◆ Material for this task:
┏━━

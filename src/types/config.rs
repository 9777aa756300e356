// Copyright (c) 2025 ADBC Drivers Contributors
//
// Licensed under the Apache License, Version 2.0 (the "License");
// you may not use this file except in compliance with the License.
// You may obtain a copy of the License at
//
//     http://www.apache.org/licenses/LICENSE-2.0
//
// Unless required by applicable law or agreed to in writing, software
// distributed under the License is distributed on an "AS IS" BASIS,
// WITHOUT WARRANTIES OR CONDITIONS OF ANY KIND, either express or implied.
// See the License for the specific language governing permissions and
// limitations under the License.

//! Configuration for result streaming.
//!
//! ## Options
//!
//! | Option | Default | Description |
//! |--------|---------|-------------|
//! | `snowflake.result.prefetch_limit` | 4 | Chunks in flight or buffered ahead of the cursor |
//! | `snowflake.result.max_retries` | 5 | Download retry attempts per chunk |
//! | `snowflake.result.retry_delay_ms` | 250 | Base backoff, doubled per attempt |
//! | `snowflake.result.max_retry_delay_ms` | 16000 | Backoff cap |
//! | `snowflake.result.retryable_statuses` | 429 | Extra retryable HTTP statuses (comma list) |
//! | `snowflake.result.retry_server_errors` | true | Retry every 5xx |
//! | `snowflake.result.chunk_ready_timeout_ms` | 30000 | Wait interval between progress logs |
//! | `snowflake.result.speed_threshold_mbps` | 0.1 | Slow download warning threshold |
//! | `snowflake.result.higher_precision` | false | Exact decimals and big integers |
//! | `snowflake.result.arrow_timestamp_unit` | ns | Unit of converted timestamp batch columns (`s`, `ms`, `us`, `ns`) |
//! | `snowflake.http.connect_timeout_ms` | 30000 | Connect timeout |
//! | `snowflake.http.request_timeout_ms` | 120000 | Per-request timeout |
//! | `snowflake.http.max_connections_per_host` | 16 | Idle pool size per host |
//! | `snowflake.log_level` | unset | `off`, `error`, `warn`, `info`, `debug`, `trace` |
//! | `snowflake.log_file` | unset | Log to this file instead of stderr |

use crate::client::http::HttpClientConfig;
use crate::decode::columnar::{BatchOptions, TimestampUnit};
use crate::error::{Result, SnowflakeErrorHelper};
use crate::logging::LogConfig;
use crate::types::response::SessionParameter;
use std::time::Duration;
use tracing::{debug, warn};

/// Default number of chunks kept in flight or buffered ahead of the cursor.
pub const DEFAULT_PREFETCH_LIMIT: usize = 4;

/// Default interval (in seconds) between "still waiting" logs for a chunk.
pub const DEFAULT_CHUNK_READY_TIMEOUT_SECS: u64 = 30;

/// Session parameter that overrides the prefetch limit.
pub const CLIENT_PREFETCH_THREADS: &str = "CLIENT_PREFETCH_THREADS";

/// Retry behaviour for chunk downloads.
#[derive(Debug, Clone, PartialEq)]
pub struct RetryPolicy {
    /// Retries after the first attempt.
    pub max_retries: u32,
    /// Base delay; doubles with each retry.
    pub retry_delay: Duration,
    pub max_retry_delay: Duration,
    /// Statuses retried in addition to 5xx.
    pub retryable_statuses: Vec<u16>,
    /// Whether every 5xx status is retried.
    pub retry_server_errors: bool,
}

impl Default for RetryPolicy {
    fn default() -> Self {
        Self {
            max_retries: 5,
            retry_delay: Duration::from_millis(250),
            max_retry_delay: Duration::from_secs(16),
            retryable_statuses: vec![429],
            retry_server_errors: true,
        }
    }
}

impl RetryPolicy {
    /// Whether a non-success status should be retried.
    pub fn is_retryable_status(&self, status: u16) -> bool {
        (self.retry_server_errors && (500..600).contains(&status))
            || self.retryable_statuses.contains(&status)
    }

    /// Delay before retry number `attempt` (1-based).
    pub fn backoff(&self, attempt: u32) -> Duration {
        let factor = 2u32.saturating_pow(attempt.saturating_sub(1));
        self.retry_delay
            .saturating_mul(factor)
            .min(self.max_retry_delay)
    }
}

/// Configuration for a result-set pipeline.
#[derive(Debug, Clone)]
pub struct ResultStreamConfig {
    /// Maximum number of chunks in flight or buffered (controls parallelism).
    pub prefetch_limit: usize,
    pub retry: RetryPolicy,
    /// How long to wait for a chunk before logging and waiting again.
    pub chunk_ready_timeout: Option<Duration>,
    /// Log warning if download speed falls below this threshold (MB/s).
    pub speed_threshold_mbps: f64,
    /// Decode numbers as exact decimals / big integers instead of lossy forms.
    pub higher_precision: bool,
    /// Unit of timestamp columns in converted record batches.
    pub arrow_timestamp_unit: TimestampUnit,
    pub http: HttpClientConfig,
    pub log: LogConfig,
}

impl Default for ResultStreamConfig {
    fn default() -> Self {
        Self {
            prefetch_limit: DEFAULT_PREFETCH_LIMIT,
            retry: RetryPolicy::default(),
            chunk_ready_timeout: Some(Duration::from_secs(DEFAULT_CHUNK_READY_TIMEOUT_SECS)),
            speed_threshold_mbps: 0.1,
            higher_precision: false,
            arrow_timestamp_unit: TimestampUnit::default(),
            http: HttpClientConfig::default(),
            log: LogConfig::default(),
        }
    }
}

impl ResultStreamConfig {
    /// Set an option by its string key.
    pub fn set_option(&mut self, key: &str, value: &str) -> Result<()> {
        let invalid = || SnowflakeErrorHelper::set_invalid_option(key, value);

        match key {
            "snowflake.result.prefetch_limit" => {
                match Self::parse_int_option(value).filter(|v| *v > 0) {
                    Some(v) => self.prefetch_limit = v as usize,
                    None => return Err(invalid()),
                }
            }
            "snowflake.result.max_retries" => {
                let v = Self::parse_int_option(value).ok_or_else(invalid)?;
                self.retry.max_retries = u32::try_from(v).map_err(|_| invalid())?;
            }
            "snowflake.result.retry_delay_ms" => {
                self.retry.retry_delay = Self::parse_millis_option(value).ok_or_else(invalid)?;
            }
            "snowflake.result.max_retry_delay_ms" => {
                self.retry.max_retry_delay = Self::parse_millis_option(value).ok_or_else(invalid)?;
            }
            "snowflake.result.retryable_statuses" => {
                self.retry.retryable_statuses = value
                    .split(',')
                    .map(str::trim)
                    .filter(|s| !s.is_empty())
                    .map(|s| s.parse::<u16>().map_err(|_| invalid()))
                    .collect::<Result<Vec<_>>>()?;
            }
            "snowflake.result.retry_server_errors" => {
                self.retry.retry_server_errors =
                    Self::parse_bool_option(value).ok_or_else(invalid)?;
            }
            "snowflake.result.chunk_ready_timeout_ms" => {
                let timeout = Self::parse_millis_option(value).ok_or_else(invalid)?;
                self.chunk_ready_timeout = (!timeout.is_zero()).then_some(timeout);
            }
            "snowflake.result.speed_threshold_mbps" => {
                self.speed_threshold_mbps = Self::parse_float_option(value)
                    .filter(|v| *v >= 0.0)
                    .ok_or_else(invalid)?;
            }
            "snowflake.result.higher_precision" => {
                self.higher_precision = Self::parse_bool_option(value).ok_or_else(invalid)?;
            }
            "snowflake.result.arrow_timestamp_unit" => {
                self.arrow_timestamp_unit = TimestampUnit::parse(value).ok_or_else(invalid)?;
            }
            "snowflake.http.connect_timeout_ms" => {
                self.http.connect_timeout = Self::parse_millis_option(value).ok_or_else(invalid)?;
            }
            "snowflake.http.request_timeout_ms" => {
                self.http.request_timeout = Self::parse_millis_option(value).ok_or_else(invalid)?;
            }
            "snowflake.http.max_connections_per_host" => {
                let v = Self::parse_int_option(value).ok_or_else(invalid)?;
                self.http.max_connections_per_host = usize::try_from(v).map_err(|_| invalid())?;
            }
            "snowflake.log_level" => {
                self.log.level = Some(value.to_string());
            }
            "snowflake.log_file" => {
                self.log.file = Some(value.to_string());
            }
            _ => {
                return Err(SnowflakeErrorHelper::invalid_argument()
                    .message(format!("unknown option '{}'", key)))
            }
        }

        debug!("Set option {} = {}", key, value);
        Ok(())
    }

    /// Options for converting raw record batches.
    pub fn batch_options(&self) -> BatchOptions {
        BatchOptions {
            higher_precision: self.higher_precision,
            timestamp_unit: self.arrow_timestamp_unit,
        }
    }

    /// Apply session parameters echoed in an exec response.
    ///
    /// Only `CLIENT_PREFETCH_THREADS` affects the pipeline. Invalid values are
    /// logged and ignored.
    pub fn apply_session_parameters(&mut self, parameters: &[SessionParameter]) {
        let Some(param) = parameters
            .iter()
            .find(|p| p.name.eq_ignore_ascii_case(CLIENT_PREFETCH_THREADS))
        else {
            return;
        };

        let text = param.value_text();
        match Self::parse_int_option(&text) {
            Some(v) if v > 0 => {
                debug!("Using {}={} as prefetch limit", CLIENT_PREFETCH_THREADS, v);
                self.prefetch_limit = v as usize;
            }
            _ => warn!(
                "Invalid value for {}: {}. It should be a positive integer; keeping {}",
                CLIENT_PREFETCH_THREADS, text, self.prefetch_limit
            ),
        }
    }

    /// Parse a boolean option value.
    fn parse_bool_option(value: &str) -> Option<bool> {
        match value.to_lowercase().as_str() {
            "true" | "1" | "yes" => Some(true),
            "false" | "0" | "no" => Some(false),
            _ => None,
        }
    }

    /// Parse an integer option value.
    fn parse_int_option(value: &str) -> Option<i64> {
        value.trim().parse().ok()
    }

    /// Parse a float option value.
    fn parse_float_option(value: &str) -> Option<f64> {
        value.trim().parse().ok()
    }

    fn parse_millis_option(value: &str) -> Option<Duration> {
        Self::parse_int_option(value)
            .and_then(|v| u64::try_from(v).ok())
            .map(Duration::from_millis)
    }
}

┗━━

◆ Directions: Only the lines holding "should" are wanted, so copy each of them from the material.

◆ Exercise output:
    /// Whether a non-success status should be retried.
                "Invalid value for {}: {}. It should be a positive integer; keeping {}",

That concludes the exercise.